Tome II - Livre IV : Schelling

(pages 101-103) - 1836 - Histoire de la Philosophie Allemande T2

1836 hre philo allemande t2En France, la philosophie avait fait quelques efforts pour sortir des voies matérialistes du XVIIIe siècle. Déjà nous avons mentionné la noble protestation de Saint-Martin contre le matérialisme éloquemment professé par Garat. Sous le nom du philosophe inconnu, Saint-Martin avait publié, plusieurs années avant la Révolution, quelques uns de ses livres, où se trouve le système spiritualiste auquel il a donné son nom. Au milieu des orages révolutionnaires grondant autour de lui, sur le sol ensanglanté et couvert des débris de la patrie, il continua ses paisibles méditations. Ses ouvrages, demeurés inconnus de la foule, écrits même parfois dans une langue convenue, n'en agissaient que plus activement peut-être sur un petit nombre d'esprits, de fidèles disciples. On le sait : la doctrine de [p.102] Saint-Martin est un mysticisme chrétien. Saint-Martin croyait trouver dans la Bible, dans les Évangiles, des paroles mystérieuses, des sens inconnus de la foule, qui devaient dévoiler les lois de l'histoire et de la création. Saint-Martin, de même que ce Jacob Bœhm, dont il s'était fait le traducteur, considérait la terre, le monde comme une sorte d'emblème du christianisme.
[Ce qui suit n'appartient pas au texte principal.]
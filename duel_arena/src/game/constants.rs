/// Number of cells on the 3x3 board.
pub const BOARD_CELLS: usize = 9;

/// Cell triples that win the game: three rows, three columns, two diagonals.
pub const WIN_LINES: [[usize; 3]; 8] = [
    [0, 1, 2],
    [3, 4, 5],
    [6, 7, 8],
    [0, 3, 6],
    [1, 4, 7],
    [2, 5, 8],
    [0, 4, 8],
    [2, 4, 6],
];
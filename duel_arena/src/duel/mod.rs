//! Duel lifecycle: matchmaking, dealer assignment, play and settlement.
//!
//! This module implements:
//! - DuelRegistry: index of in-flight duels, one per user
//! - DuelManager: state machine consuming typed [`DuelAction`] events
//! - DuelActor: Tokio task owning the manager, fed through a [`DuelHandle`]
//!
//! ## Lifecycle
//!
//! `AwaitingOpponent → AwaitingDealer → (dealer joins) → InProgress → Settled`,
//! with `Cancelled` reachable before play starts. An opponent withdrawing
//! before play reopens the challenge as a fresh duel.
//!
//! ## Example
//!
//! ```no_run
//! use duel_arena::duel::{DuelAction, DuelActor, DuelManager, StaticDealerRoster};
//! use duel_arena::payout::CommissionRate;
//! use duel_arena::records::{InMemoryMatchRecordRepository, MatchRecordManager};
//! use std::sync::Arc;
//!
//! #[tokio::main]
//! async fn main() {
//!     let records = MatchRecordManager::new(
//!         Arc::new(InMemoryMatchRecordRepository::new()),
//!         CommissionRate::default(),
//!     );
//!     let manager = DuelManager::new(records, Arc::new(StaticDealerRoster::new([3])));
//!     let (actor, handle) = DuelActor::new(manager, 100);
//!     tokio::spawn(actor.run());
//!
//!     let response = handle.submit(DuelAction::Challenge { user_id: 1, stake: 100 }).await;
//!     println!("{response:?}");
//! }
//! ```

pub mod actor;
pub mod config;
pub mod dealer;
pub mod errors;
pub mod manager;
pub mod messages;
pub mod models;
pub mod registry;

pub use actor::{DuelActor, DuelHandle};
pub use config::DuelConfig;
pub use dealer::{DealerAuthorizer, StaticDealerRoster};
pub use errors::{DuelError, DuelResult};
pub use manager::DuelManager;
pub use messages::{DuelAction, DuelMessage, DuelResponse, Settlement};
pub use models::{Duel, DuelPhase, DuelSnapshot, MarkAssignment};
pub use registry::{DuelRegistry, PairKey};
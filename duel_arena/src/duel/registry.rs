//! In-flight duel index keyed by participant pair and by participant.

use std::collections::HashMap;

use super::errors::{DuelError, DuelResult};
use super::models::Duel;
use crate::UserId;

/// Canonical key of a duel's participant pair.
///
/// A challenge without an opponent is keyed by its challenger alone.
#[derive(Debug, Clone, Copy, PartialEq, Eq, Hash)]
pub enum PairKey {
    Open(UserId),
    Matched(UserId, UserId),
}

impl PairKey {
    /// Key for `duel`; matched pairs are ordered so lookups are symmetric.
    pub fn of(duel: &Duel) -> Self {
        match duel.opponent {
            None => PairKey::Open(duel.challenger),
            Some(opponent) => Self::matched(duel.challenger, opponent),
        }
    }

    pub fn matched(a: UserId, b: UserId) -> Self {
        if a <= b {
            PairKey::Matched(a, b)
        } else {
            PairKey::Matched(b, a)
        }
    }
}

/// Two-key index enforcing one active duel per user.
///
/// Every stored duel is reachable from the key of each of its participants,
/// and no participant key points at more than one duel.
#[derive(Debug, Default)]
pub struct DuelRegistry {
    by_pair: HashMap<PairKey, Duel>,
    by_participant: HashMap<UserId, PairKey>,
}

impl DuelRegistry {
    pub fn new() -> Self {
        Self::default()
    }

    pub fn len(&self) -> usize {
        self.by_pair.len()
    }

    pub fn is_empty(&self) -> bool {
        self.by_pair.is_empty()
    }

    pub fn contains_participant(&self, user_id: UserId) -> bool {
        self.by_participant.contains_key(&user_id)
    }

    /// Index `duel` under its pair key and every participant key.
    ///
    /// # Errors
    ///
    /// Returns `DuelError::AlreadyInDuel` without touching the registry when
    /// any participant is already indexed.
    pub fn register(&mut self, duel: Duel) -> DuelResult<()> {
        let participants = duel.participants();
        if let Some(&taken) = participants
            .iter()
            .find(|user_id| self.by_participant.contains_key(user_id))
        {
            return Err(DuelError::AlreadyInDuel(taken));
        }

        let key = PairKey::of(&duel);
        for user_id in participants {
            self.by_participant.insert(user_id, key);
        }
        self.by_pair.insert(key, duel);
        Ok(())
    }

    pub fn find_by_participant(&self, user_id: UserId) -> Option<&Duel> {
        self.by_participant
            .get(&user_id)
            .and_then(|key| self.by_pair.get(key))
    }

    /// Mutable access for transitions that keep the participant set unchanged.
    pub fn find_by_participant_mut(&mut self, user_id: UserId) -> Option<&mut Duel> {
        let key = self.by_participant.get(&user_id)?;
        self.by_pair.get_mut(key)
    }

    /// Remove the duel stored under `key` together with all of its participant entries.
    pub fn remove(&mut self, key: PairKey) -> Option<Duel> {
        let duel = self.by_pair.remove(&key)?;
        for user_id in duel.participants() {
            if self.by_participant.get(&user_id) == Some(&key) {
                self.by_participant.remove(&user_id);
            }
        }
        Some(duel)
    }

    /// Remove whichever duel `user_id` takes part in.
    pub fn take_by_participant(&mut self, user_id: UserId) -> Option<Duel> {
        let key = *self.by_participant.get(&user_id)?;
        self.remove(key)
    }

    pub fn duels(&self) -> impl Iterator<Item = &Duel> {
        self.by_pair.values()
    }
}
C'est le point de vue absolument opposé de celui du matérialisme, qui n'explique le monde, l'homme, la création, que par l'action des éléments. Moins mystiques, les idées d'un autre philosophe se trouvent pourtant, sur quelques points, en harmonie avec celles de Saint-Martin : nous voulons parler de M. de Bonald. M. de Bonald n'écrivit point sur la philosophie proprement dite; mais ses théories religieuses et sociales se trouvaient encore en opposition absolue avec celles de la philosophie du XVIIIe siècle. La Philosophie du XVIIIe siècle avait eu pour but principal la destruction de la monarchie française ; M. de Bonald se porta le défenseur de la vieille constitution française dans son intégrité. Le premier il prêcha parmi nous la [p.103] théorie d'une révélation primitive ; il soutint les idées innées, la révélation du langage à l'homme par un souffle divin. Sa théorie politique était toute chrétienne ; c'était la Bible que l'auteur de la législation primitive opposait au Contrat social. Il voyait dans la famille, non dans l'individu, l'élément de la société; il voyait dans la constitution de la famille le modèle idéal, le type de la constitution de l'État.

Par Saint-Martin et Bonald la philosophie française tendait donc à sortir du matérialisme du XVIIIe siècle, à la même époque où, par l'organe de Schelling, la philosophie allemande tendait à sortir de l'idéalisme exalté de Fichte. La philosophie de Fichte repoussait énergiquement le matérialisme français ; la philosophie de Schelling se trouvait en harmonie avec la nouvelle tendance spiritualiste de l'école française.